Search the records below for the word "body". Copy each line where it occurs.

[Dataset items]

-*-*-

use axum::http::StatusCode;
use axum::response::{IntoResponse, Response};
use centime_core::error::CoreError;
use centime_core::ledger::LedgerError;
use centime_core::pricing::PricingError;
use serde_json::json;

/// Application-level error type for HTTP handlers.
///
/// Wraps the typed domain errors and adds HTTP-specific variants.
/// Implements [`IntoResponse`] to produce consistent JSON error responses
/// with a stable machine-readable `code`.
#[derive(Debug, thiserror::Error)]
pub enum AppError {
    /// A generic domain error from `centime_core`.
    #[error(transparent)]
    Core(#[from] CoreError),

    /// A typed ledger failure.
    #[error(transparent)]
    Ledger(#[from] LedgerError),

    /// A typed pricing failure.
    #[error(transparent)]
    Pricing(#[from] PricingError),

    /// A database error from sqlx (read paths that bypass the typed enums).
    #[error("Database error: {0}")]
    Database(#[from] sqlx::Error),

    /// A single request's required tokens exceed the per-turn cap.
    #[error("Per-turn token cap exceeded: required {required}")]
    TurnCapExceeded { required: i64 },

    /// A bad request with a human-readable message.
    #[error("Bad request: {0}")]
    BadRequest(String),

    /// An internal error with a human-readable message.
    #[error("Internal error: {0}")]
    InternalError(String),
}

/// Convenience type alias for handler return values.
pub type AppResult<T> = Result<T, AppError>;

impl IntoResponse for AppError {
    fn into_response(self) -> Response {
        let (status, code, message) = match &self {
            // --- CoreError variants ---
            AppError::Core(core) => match core {
                CoreError::NotFound { entity, id } => (
                    StatusCode::NOT_FOUND,
                    "NOT_FOUND",
                    format!("{entity} with id {id} not found"),
                ),
                CoreError::Validation(msg) => {
                    (StatusCode::BAD_REQUEST, "VALIDATION_ERROR", msg.clone())
                }
                CoreError::Conflict(msg) => (StatusCode::CONFLICT, "CONFLICT", msg.clone()),
                CoreError::Unauthorized(msg) => {
                    (StatusCode::UNAUTHORIZED, "UNAUTHORIZED", msg.clone())
                }
                CoreError::Forbidden(msg) => (StatusCode::FORBIDDEN, "FORBIDDEN", msg.clone()),
                CoreError::Internal(msg) => {
                    tracing::error!(error = %msg, "Internal core error");
                    (
                        StatusCode::INTERNAL_SERVER_ERROR,
                        "INTERNAL_ERROR",
                        "An internal error occurred".to_string(),
                    )
                }
            },

            // --- LedgerError variants ---
            AppError::Ledger(ledger) => match ledger {
                LedgerError::InsufficientBalance { required, spendable } => (
                    StatusCode::PAYMENT_REQUIRED,
                    "INSUFFICIENT_BALANCE",
                    format!("Insufficient balance: required {required}, spendable {spendable}"),
                ),
                LedgerError::HoldNotFound { ref_id } => (
                    StatusCode::NOT_FOUND,
                    "HOLD_NOT_FOUND",
                    format!("No open hold with ref '{ref_id}'"),
                ),
                LedgerError::InvalidAmount(msg) => {
                    (StatusCode::BAD_REQUEST, "INVALID_AMOUNT", msg.clone())
                }
                LedgerError::Unavailable(msg) => {
                    tracing::error!(error = %msg, "Ledger unavailable");
                    (
                        StatusCode::SERVICE_UNAVAILABLE,
                        "LEDGER_UNAVAILABLE",
                        "The ledger is temporarily unavailable".to_string(),
                    )
                }
            },

            // --- PricingError variants ---
            AppError::Pricing(pricing) => match pricing {
                PricingError::NoPriceForWindow { .. } => (
                    StatusCode::UNPROCESSABLE_ENTITY,
                    "NO_PRICE_FOR_WINDOW",
                    pricing.to_string(),
                ),
                PricingError::OverlappingWindow { .. } => (
                    StatusCode::CONFLICT,
                    "OVERLAPPING_PRICING_WINDOW",
                    pricing.to_string(),
                ),
                PricingError::InvalidWindow(msg) => {
                    (StatusCode::BAD_REQUEST, "INVALID_WINDOW", msg.clone())
                }
                PricingError::Unavailable(msg) => {
                    tracing::error!(error = %msg, "Pricing unavailable");
                    (
                        StatusCode::SERVICE_UNAVAILABLE,
                        "PRICING_UNAVAILABLE",
                        "Pricing is temporarily unavailable".to_string(),
                    )
                }
            },

            // --- Database errors ---
            AppError::Database(err) => classify_sqlx_error(err),

            // --- HTTP-specific errors ---
            AppError::TurnCapExceeded { required } => (
                StatusCode::UNPROCESSABLE_ENTITY,
                "CAP_EXCEEDED",
                format!("Request requires {required} tokens, above the per-turn cap"),
            ),
            AppError::BadRequest(msg) => (StatusCode::BAD_REQUEST, "BAD_REQUEST", msg.clone()),
            AppError::InternalError(msg) => {
                tracing::error!(error = %msg, "Internal error");
                (
                    StatusCode::INTERNAL_SERVER_ERROR,
                    "INTERNAL_ERROR",
                    "An internal error occurred".to_string(),
                )
            }
        };

        let body = json!({
            "error": message,
            "code": code,
        });

        (status, axum::Json(body)).into_response()
    }
}

/// Classify a sqlx error into an HTTP status, error code, and message.
///
/// - `RowNotFound` maps to 404.
/// - Unique constraint violations (constraint name starting with `uq_`) map to 409.
/// - Everything else maps to 500 with a sanitized message.
fn classify_sqlx_error(err: &sqlx::Error) -> (StatusCode, &'static str, String) {
    match err {
        sqlx::Error::RowNotFound => (
            StatusCode::NOT_FOUND,
            "NOT_FOUND",
            "Resource not found".to_string(),
        ),
        sqlx::Error::Database(db_err) => {
            // PostgreSQL unique constraint violation: error code 23505
            if db_err.code().as_deref() == Some("23505") {
                let constraint = db_err.constraint().unwrap_or("unknown");
                if constraint.starts_with("uq_") {
                    return (
                        StatusCode::CONFLICT,
                        "CONFLICT",
                        format!("Duplicate value violates unique constraint: {constraint}"),
                    );
                }
            }
            tracing::error!(error = %db_err, "Database error");
            (
                StatusCode::INTERNAL_SERVER_ERROR,
                "INTERNAL_ERROR",
                "An internal error occurred".to_string(),
            )
        }
        other => {
            tracing::error!(error = %other, "Database error");
            (
                StatusCode::INTERNAL_SERVER_ERROR,
                "INTERNAL_ERROR",
                "An internal error occurred".to_string(),
            )
        }
    }
}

-*-*-

The completed task:
        let body = json!({
        (status, axum::Json(body)).into_response()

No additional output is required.